§ TASK DESCRIPTION
Below are some entries. Copy each line that holds the string "StorageError".

(Saved data entries)
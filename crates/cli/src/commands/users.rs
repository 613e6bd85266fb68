//! User profile commands.

use comanda_core::{ProfileDraft, UserId, UserRole};
use comanda_server::state::AppState;

use super::print_json;

/// Print profiles, optionally filtered by name or email.
pub async fn list(state: &AppState, query: Option<&str>) -> Result<(), Box<dyn std::error::Error>> {
    let mut users = state.users().list_all().await?;
    if let Some(text) = query {
        users.retain(|u| u.matches(text));
    }
    print_json(&users)?;
    Ok(())
}

/// Create or update a profile from the given fields.
pub async fn upsert(
    state: &AppState,
    uid: &str,
    email: Option<String>,
    display_name: Option<String>,
    role: Option<UserRole>,
) -> Result<(), Box<dyn std::error::Error>> {
    let draft = ProfileDraft {
        email,
        display_name,
        role,
        created_at: None,
    };
    let profile = state
        .users()
        .create_or_update_profile(&UserId::new(uid), draft)
        .await?;
    print_json(&profile)?;
    Ok(())
}

/// Change a role and print the resulting roster.
///
/// On failure the printed roster is the re-fetched one.
pub async fn role(
    state: &AppState,
    uid: &str,
    role: UserRole,
) -> Result<(), Box<dyn std::error::Error>> {
    let mut roster = state.users().list_all().await?;
    let result = state
        .users()
        .change_role(&mut roster, &UserId::new(uid), role)
        .await;
    print_json(&roster)?;
    result?;

    tracing::info!(%uid, %role, "Role updated");
    Ok(())
}
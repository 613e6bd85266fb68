//! Sign-in route handlers.
//!
//! Only meaningful with the remote backend; in local mode sign-in answers
//! 503 and the session is always empty.

use axum::{
    Json, Router,
    extract::State,
    http::StatusCode,
    response::IntoResponse,
    routing::{get, post},
};
use serde::Deserialize;

use crate::auth::{AuthService, AuthUser};
use crate::error::AppError;
use crate::state::AppState;

/// Build the auth router.
pub fn router() -> Router<AppState> {
    Router::new()
        .route("/api/auth/login", post(login))
        .route("/api/auth/register", post(register))
        .route("/api/auth/logout", post(logout))
        .route("/api/auth/session", get(session))
}

#[derive(Debug, Deserialize)]
pub struct LoginRequest {
    #[serde(default)]
    pub email: String,
    #[serde(default)]
    pub password: String,
}

#[derive(Debug, Deserialize)]
#[serde(rename_all = "camelCase")]
pub struct RegisterRequest {
    #[serde(default)]
    pub email: String,
    #[serde(default)]
    pub password: String,
    #[serde(default)]
    pub display_name: String,
}

fn require_auth(state: &AppState) -> Result<&AuthService, AppError> {
    state
        .auth()
        .ok_or_else(|| AppError::Unavailable("Login indisponível no Modo Local.".to_string()))
}

/// POST /api/auth/login
async fn login(
    State(state): State<AppState>,
    Json(request): Json<LoginRequest>,
) -> Result<Json<AuthUser>, AppError> {
    let auth = require_auth(&state)?;
    let user = auth
        .sign_in_or_register(&request.email, &request.password)
        .await?;
    Ok(Json(user))
}

/// POST /api/auth/register
async fn register(
    State(state): State<AppState>,
    Json(request): Json<RegisterRequest>,
) -> Result<impl IntoResponse, AppError> {
    let auth = require_auth(&state)?;
    let user = auth
        .register(&request.email, &request.password, &request.display_name)
        .await?;
    Ok((StatusCode::CREATED, Json(user)))
}

/// POST /api/auth/logout
async fn logout(State(state): State<AppState>) -> StatusCode {
    if let Some(auth) = state.auth() {
        auth.sign_out();
    }
    StatusCode::NO_CONTENT
}

/// GET /api/auth/session
async fn session(State(state): State<AppState>) -> Json<Option<AuthUser>> {
    Json(state.auth().and_then(AuthService::session))
}
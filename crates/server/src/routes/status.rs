//! Backend status and credentials override handlers.

use axum::{
    Json, Router,
    extract::State,
    routing::{get, put},
};
use serde::Serialize;

use crate::backend::{BackendStatus, RemoteCredentials, clear_credentials, save_credentials};
use crate::error::AppError;
use crate::state::AppState;

/// Build the status router.
pub fn router() -> Router<AppState> {
    Router::new()
        .route("/api/status", get(status))
        .route("/api/backend", put(set_backend).delete(clear_backend))
}

#[derive(Debug, Serialize)]
#[serde(rename_all = "camelCase")]
pub struct StatusResponse {
    #[serde(flatten)]
    pub backend: BackendStatus,
    pub extraction_enabled: bool,
    pub signed_in: bool,
}

#[derive(Debug, Serialize)]
#[serde(rename_all = "camelCase")]
pub struct BackendChangeResponse {
    /// The new setting applies after a restart.
    pub restart_required: bool,
}

/// GET /api/status
async fn status(State(state): State<AppState>) -> Json<StatusResponse> {
    Json(StatusResponse {
        backend: state.backend_status().clone(),
        extraction_enabled: state.gemini().is_some(),
        signed_in: state.auth().and_then(|a| a.session()).is_some(),
    })
}

/// PUT /api/backend
async fn set_backend(
    State(state): State<AppState>,
    Json(credentials): Json<RemoteCredentials>,
) -> Result<Json<BackendChangeResponse>, AppError> {
    if credentials.project_id.trim().is_empty() || credentials.api_key.trim().is_empty() {
        return Err(AppError::BadRequest(
            "projectId and apiKey are required".to_string(),
        ));
    }
    save_credentials(state.store().as_ref(), &credentials)?;
    tracing::info!(project_id = %credentials.project_id, "Remote credentials override saved");
    Ok(Json(BackendChangeResponse {
        restart_required: true,
    }))
}

/// DELETE /api/backend
async fn clear_backend(
    State(state): State<AppState>,
) -> Result<Json<BackendChangeResponse>, AppError> {
    clear_credentials(state.store().as_ref())?;
    tracing::info!("Remote credentials override cleared");
    Ok(Json(BackendChangeResponse {
        restart_required: true,
    }))
}
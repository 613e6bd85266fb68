//! In-memory store.

use std::collections::HashMap;
use std::sync::{Mutex, PoisonError};

use super::{KeyValueStore, StorageError};

/// Process-local store. Contents vanish with the value.
#[derive(Debug, Default)]
pub struct MemoryStore {
    entries: Mutex<HashMap<String, String>>,
}

impl MemoryStore {
    #[must_use]
    pub fn new() -> Self {
        Self::default()
    }
}

impl KeyValueStore for MemoryStore {
    fn get(&self, key: &str) -> Result<Option<String>, StorageError> {
        let entries = self.entries.lock().unwrap_or_else(PoisonError::into_inner);
        Ok(entries.get(key).cloned())
    }

    fn set(&self, key: &str, value: &str) -> Result<(), StorageError> {
        let mut entries = self.entries.lock().unwrap_or_else(PoisonError::into_inner);
        entries.insert(key.to_owned(), value.to_owned());
        Ok(())
    }

    fn remove(&self, key: &str) -> Result<(), StorageError> {
        let mut entries = self.entries.lock().unwrap_or_else(PoisonError::into_inner);
        entries.remove(key);
        Ok(())
    }
}

#[cfg(test)]
#[allow(clippy::unwrap_used)]
mod tests {
    use super::*;

    #[test]
    fn test_roundtrip_and_overwrite() {
        let store = MemoryStore::new();
        store.set("k", "1").unwrap();
        store.set("k", "2").unwrap();
        assert_eq!(store.get("k").unwrap().as_deref(), Some("2"));
        store.remove("k").unwrap();
        assert_eq!(store.get("k").unwrap(), None);
    }
}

§ RESULT OF THIS TASK
use super::{KeyValueStore, StorageError};
    fn get(&self, key: &str) -> Result<Option<String>, StorageError> {
    fn set(&self, key: &str, value: &str) -> Result<(), StorageError> {
    fn remove(&self, key: &str) -> Result<(), StorageError> {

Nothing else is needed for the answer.